End-to-end machine learning project (Machine Learning Study 6)

Use real data

When you study机器学习 it is better to use real-world data rather than artificial data. As it happens, there are thousands of data sets to choose from, covering a variety of fields.

The data in this article comes from the California housing price data of the StatLib warehouse (see the picture below). It is based on the 1990 California Census data, not the most recent data. Don’t be too entangled, our focus is on study机器学习, is not discussing the issue of housing prices.

Insert image description here

Talk by looking at pictures

机器学习The first task is to use California census data to build a model of housing prices in the state. Your model should learn from this data and be able to predict the median house price in any area, given all other metrics.

Framing problem

Building a model may not be the end goal, but how does the company expect to benefit from using the model? Therefore, understanding your goals is crucial because it will determine how you will frame the problem, which algorithms you will choose, which performance metrics you will use to evaluate your model, and how much effort you will spend tuning it.

The output of your model (a prediction of the median house price in an area) will be fed into another machine learning system (see image below), and many other downstream systems will decide whether it is worth investing in a given area. . Getting this right is crucial as it directly affects revenue.

What is the current solution, if any?
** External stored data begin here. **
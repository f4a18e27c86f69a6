//! Shared type definitions for the TimeFold workspace.
//!
//! This crate is the single source of truth for the vocabulary shared by the
//! time keepers and the host: clock values, phase boundaries, fold ratios and
//! world identity.
//!
//! # Modules
//!
//! - [`cycle`] -- Phase boundary constants and the [`WorldTime`] clock value
//! - [`enums`] -- Held phase, four-way time of day, world environment
//! - [`ids`] -- Type-safe UUID wrapper for world identity
//! - [`structs`] -- Fold ratios and world descriptors

pub mod cycle;
pub mod enums;
pub mod ids;
pub mod structs;

// Re-export all public types at crate root for convenience.
pub use cycle::{
    CYCLE_LENGTH, DAY_DURATION, DAY_START, NIGHT_DURATION, NIGHT_START, SUNRISE_START,
    SUNSET_START, WorldTime,
};
pub use enums::{DayTime, Environment, HeldPhase};
pub use ids::WorldId;
pub use structs::{FoldRatio, WorldInfo};
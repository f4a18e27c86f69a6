//! Cycle clock adapter: the only window the keepers have onto a world's time.
//!
//! [`CycleClock`] is the surface the keepers consume. [`WorldTable`] is the
//! in-memory implementation used by the host binary and the tests: it owns the
//! loaded worlds and advances every clock by one tick per host tick. Any
//! caller may write a clock at any moment; keepers detect such writes
//! themselves.

use std::collections::BTreeMap;

use timefold_types::{WorldId, WorldInfo, WorldTime};
use tracing::debug;

/// Read/write access to world clocks.
pub trait CycleClock {
    /// Current clock value of a world, or `None` if the world is not loaded.
    fn time(&self, world: WorldId) -> Option<WorldTime>;

    /// Overwrite a world's clock. Unknown worlds are ignored.
    fn set_time(&mut self, world: WorldId, time: WorldTime);
}

/// A loaded world and its clock.
#[derive(Debug, Clone, PartialEq, Eq)]
pub struct WorldEntry {
    /// Descriptor of the loaded world.
    pub info: WorldInfo,
    /// Current clock value.
    pub time: WorldTime,
}

/// In-memory set of loaded worlds, keyed by identity.
#[derive(Debug, Default)]
pub struct WorldTable {
    worlds: BTreeMap<WorldId, WorldEntry>,
}

impl WorldTable {
    /// Create an empty table.
    pub fn new() -> Self {
        Self::default()
    }

    /// Load a world with its clock at `time`.
    pub fn load(&mut self, info: WorldInfo, time: WorldTime) -> WorldId {
        let id = info.id;
        debug!(world = info.name, %id, %time, "World loaded");
        self.worlds.insert(id, WorldEntry { info, time });
        id
    }

    /// Unload a world, returning its descriptor.
    pub fn unload(&mut self, world: WorldId) -> Option<WorldInfo> {
        self.worlds.remove(&world).map(|entry| entry.info)
    }

    /// Descriptor of a loaded world.
    pub fn get(&self, world: WorldId) -> Option<&WorldInfo> {
        self.worlds.get(&world).map(|entry| &entry.info)
    }

    /// First loaded world with the given name.
    pub fn find_by_name(&self, name: &str) -> Option<&WorldInfo> {
        self.worlds
            .values()
            .map(|entry| &entry.info)
            .find(|info| info.name == name)
    }

    /// All loaded worlds in identity order.
    pub fn worlds(&self) -> impl Iterator<Item = &WorldEntry> {
        self.worlds.values()
    }

    /// Number of loaded worlds.
    pub fn len(&self) -> usize {
        self.worlds.len()
    }

    /// Whether no world is loaded.
    pub fn is_empty(&self) -> bool {
        self.worlds.is_empty()
    }

    /// Let one tick of natural time pass in every world.
    pub fn advance(&mut self) {
        for entry in self.worlds.values_mut() {
            entry.time = entry.time.next();
        }
    }

    /// Let `ticks` ticks of natural time pass in every world.
    pub fn advance_by(&mut self, ticks: u64) {
        let step = i64::try_from(ticks).unwrap_or(i64::MAX);
        for entry in self.worlds.values_mut() {
            entry.time = WorldTime::new(i64::from(entry.time.ticks()).saturating_add(step));
        }
    }
}

impl CycleClock for WorldTable {
    fn time(&self, world: WorldId) -> Option<WorldTime> {
        self.worlds.get(&world).map(|entry| entry.time)
    }

    fn set_time(&mut self, world: WorldId, time: WorldTime) {
        if let Some(entry) = self.worlds.get_mut(&world) {
            entry.time = time;
        }
    }
}
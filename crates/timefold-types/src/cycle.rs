//! Clock values and the fixed phase boundaries of the day/night cycle.
//!
//! The world clock is an integer tick in `[0, 24000)`. The boundaries below
//! are based on visible illumination rather than the nominal values
//! (0, 12000, 14000, 22000); they partition the cycle into four intervals:
//!
//! | Interval | Range                       |
//! |----------|-----------------------------|
//! | Day      | `[700, 11500)`              |
//! | Sunset   | `[11500, 13700)`            |
//! | Night    | `[13700, 21900)`            |
//! | Sunrise  | `[21900, 24000) ∪ [0, 700)` |

use serde::{Deserialize, Serialize};

use crate::enums::DayTime;

/// Number of ticks in one natural day/night cycle.
pub const CYCLE_LENGTH: u32 = 24_000;

/// First tick of full daylight.
pub const DAY_START: u32 = 700;

/// First tick of the sunset interval.
pub const SUNSET_START: u32 = 11_500;

/// First tick of full night.
pub const NIGHT_START: u32 = 13_700;

/// First tick of the sunrise interval.
pub const SUNRISE_START: u32 = 21_900;

/// Length of one natural day (`SUNSET_START - DAY_START`).
pub const DAY_DURATION: u32 = SUNSET_START - DAY_START;

/// Length of one natural night (`SUNRISE_START - NIGHT_START`).
pub const NIGHT_DURATION: u32 = SUNRISE_START - NIGHT_START;

/// A position on the day/night cycle, always in `[0, CYCLE_LENGTH)`.
///
/// Deserialized values are wrapped into the cycle like [`WorldTime::from`].
#[derive(Debug, Clone, Copy, PartialEq, Eq, PartialOrd, Ord, Hash, Serialize, Deserialize)]
#[serde(from = "u32")]
pub struct WorldTime(u32);

impl WorldTime {
    /// Wrap a raw tick value into the cycle. Negative values wrap backwards.
    pub fn new(raw: i64) -> Self {
        let wrapped = raw
            .checked_rem_euclid(i64::from(CYCLE_LENGTH))
            .unwrap_or(0);
        Self(u32::try_from(wrapped).unwrap_or(0))
    }

    /// Return the tick within the cycle.
    pub const fn ticks(self) -> u32 {
        self.0
    }

    /// Return the time one tick later, wrapping through 0.
    #[must_use]
    pub fn next(self) -> Self {
        Self::new(i64::from(self.0).saturating_add(1))
    }

    /// Number of ticks until the clock naturally reaches `target`.
    ///
    /// Returns 0 when already at `target`; wraps through 24000 otherwise.
    pub fn ticks_until(self, target: u32) -> u64 {
        let now = i64::from(self.0);
        let distance = i64::from(target)
            .saturating_sub(now)
            .checked_rem_euclid(i64::from(CYCLE_LENGTH))
            .unwrap_or(0);
        u64::try_from(distance).unwrap_or(0)
    }

    /// Classify the time into one of the four visible intervals.
    pub const fn day_time(self) -> DayTime {
        let time = self.0;
        if time >= DAY_START && time < SUNSET_START {
            DayTime::Day
        } else if time >= SUNSET_START && time < NIGHT_START {
            DayTime::Sunset
        } else if time >= NIGHT_START && time < SUNRISE_START {
            DayTime::Night
        } else {
            DayTime::Sunrise
        }
    }

    /// Whether the sky is lit: sunrise, day, or anything before sunset.
    pub const fn is_day(self) -> bool {
        self.0 >= SUNRISE_START || self.0 < SUNSET_START
    }
}

impl From<u32> for WorldTime {
    fn from(raw: u32) -> Self {
        Self::new(i64::from(raw))
    }
}

impl core::fmt::Display for WorldTime {
    fn fmt(&self, f: &mut core::fmt::Formatter<'_>) -> core::fmt::Result {
        write!(f, "{}", self.0)
    }
}

#[cfg(test)]
mod tests {
    use super::*;

    #[test]
    fn durations_match_boundaries() {
        assert_eq!(DAY_DURATION, 10_800);
        assert_eq!(NIGHT_DURATION, 8_200);
    }

    #[test]
    fn new_wraps_into_cycle() {
        assert_eq!(WorldTime::new(24_000).ticks(), 0);
        assert_eq!(WorldTime::new(24_700).ticks(), 700);
        assert_eq!(WorldTime::new(-1).ticks(), 23_999);
        assert_eq!(WorldTime::from(23_999).next().ticks(), 0);
    }

    #[test]
    fn ticks_until_wraps_through_zero() {
        assert_eq!(WorldTime::from(500).ticks_until(DAY_START), 200);
        assert_eq!(WorldTime::from(22_000).ticks_until(DAY_START), 2_700);
        assert_eq!(WorldTime::from(12_000).ticks_until(NIGHT_START), 1_700);
        assert_eq!(WorldTime::from(DAY_START).ticks_until(DAY_START), 0);
    }

    #[test]
    fn day_time_partitions_cycle() {
        assert_eq!(WorldTime::from(0).day_time(), DayTime::Sunrise);
        assert_eq!(WorldTime::from(699).day_time(), DayTime::Sunrise);
        assert_eq!(WorldTime::from(700).day_time(), DayTime::Day);
        assert_eq!(WorldTime::from(11_499).day_time(), DayTime::Day);
        assert_eq!(WorldTime::from(11_500).day_time(), DayTime::Sunset);
        assert_eq!(WorldTime::from(13_700).day_time(), DayTime::Night);
        assert_eq!(WorldTime::from(21_899).day_time(), DayTime::Night);
        assert_eq!(WorldTime::from(21_900).day_time(), DayTime::Sunrise);
    }

    #[test]
    fn is_day_covers_sunrise_and_day() {
        assert!(WorldTime::from(22_000).is_day());
        assert!(WorldTime::from(5_000).is_day());
        assert!(!WorldTime::from(11_500).is_day());
        assert!(!WorldTime::from(15_000).is_day());
    }

    #[test]
    fn deserialized_time_wraps_into_cycle() {
        let time: WorldTime = serde_yml::from_str("24700").unwrap_or_else(|_| WorldTime::from(1));
        assert_eq!(time.ticks(), 700);
    }
}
The current situation will often give you a reference for performance and insights on how to solve the problem
. House prices in the area are currently estimated manually by a team of experts who gather the latest information about the area, and when they can't get the median house price, they use complex rules to estimate it.

Insert image description here

It was expensive and time-consuming, and their estimates were inaccurate, often realizing their estimates were off by more than 30% by the time they tried to find the actual median home price. That’s why the company thought it would be useful to build a model that predicts the median house price in the area, taking into account other data about the area. Census data seems like a good data set because it includes median home prices for thousands of areas, among other data.

pipeline

The sequence of data processing components is called a data pipeline. Pipelines are very common in machine learning systems because there is a lot of data to operate on and many data transformations to be applied.

components usually run asynchronously. Each component pulls in a large amount of data, processes it, and spits out the results into another data store. Then, some time later, the next component in the pipeline pulls in that data and outputs its own output. Each component is fairly independent: the interface between components is simply data storage. This makes the system easy to grasp (with the help of data flow diagrams) and different teams can focus on different components. Additionally, if one component breaks, downstream components can usually continue to function normally (at least for a while) by simply using the last output of the broken component. This makes the architecture quite robust.

On the other hand, if proper monitoring is not implemented, a damaged component may go unnoticed for some time. Data becomes stale and overall system performance degrades.

While with this information you can start designing your system, please answer, is it a supervised, unsupervised, semi-supervised, self-supervised, or reinforcement learning task? Is it a classification task, a regression task, or something else? Should you use batch learning or online learning techniques?

Can you answer it? This is obviously a classic supervised learning task, since the model can be trained with labeled examples (each example comes with the expected output, which is the median house price in the area). This is a typical regression task as the model will be asked to predict a value. More specifically, this is a multiple regression problem because the system will use multiple features to make predictions (the region's population, median income, etc.). This is also a univariate regression problem since we are just trying to predict a single value for each region. If we were trying to predict multiple values ​​for each region, this would be a multiple regression problem. Finally, there is no continuous flow of data into the system, there is no special need to adapt to rapidly changing data, and the data is small enough to fit in memory, so ordinary batch learning should do just fine.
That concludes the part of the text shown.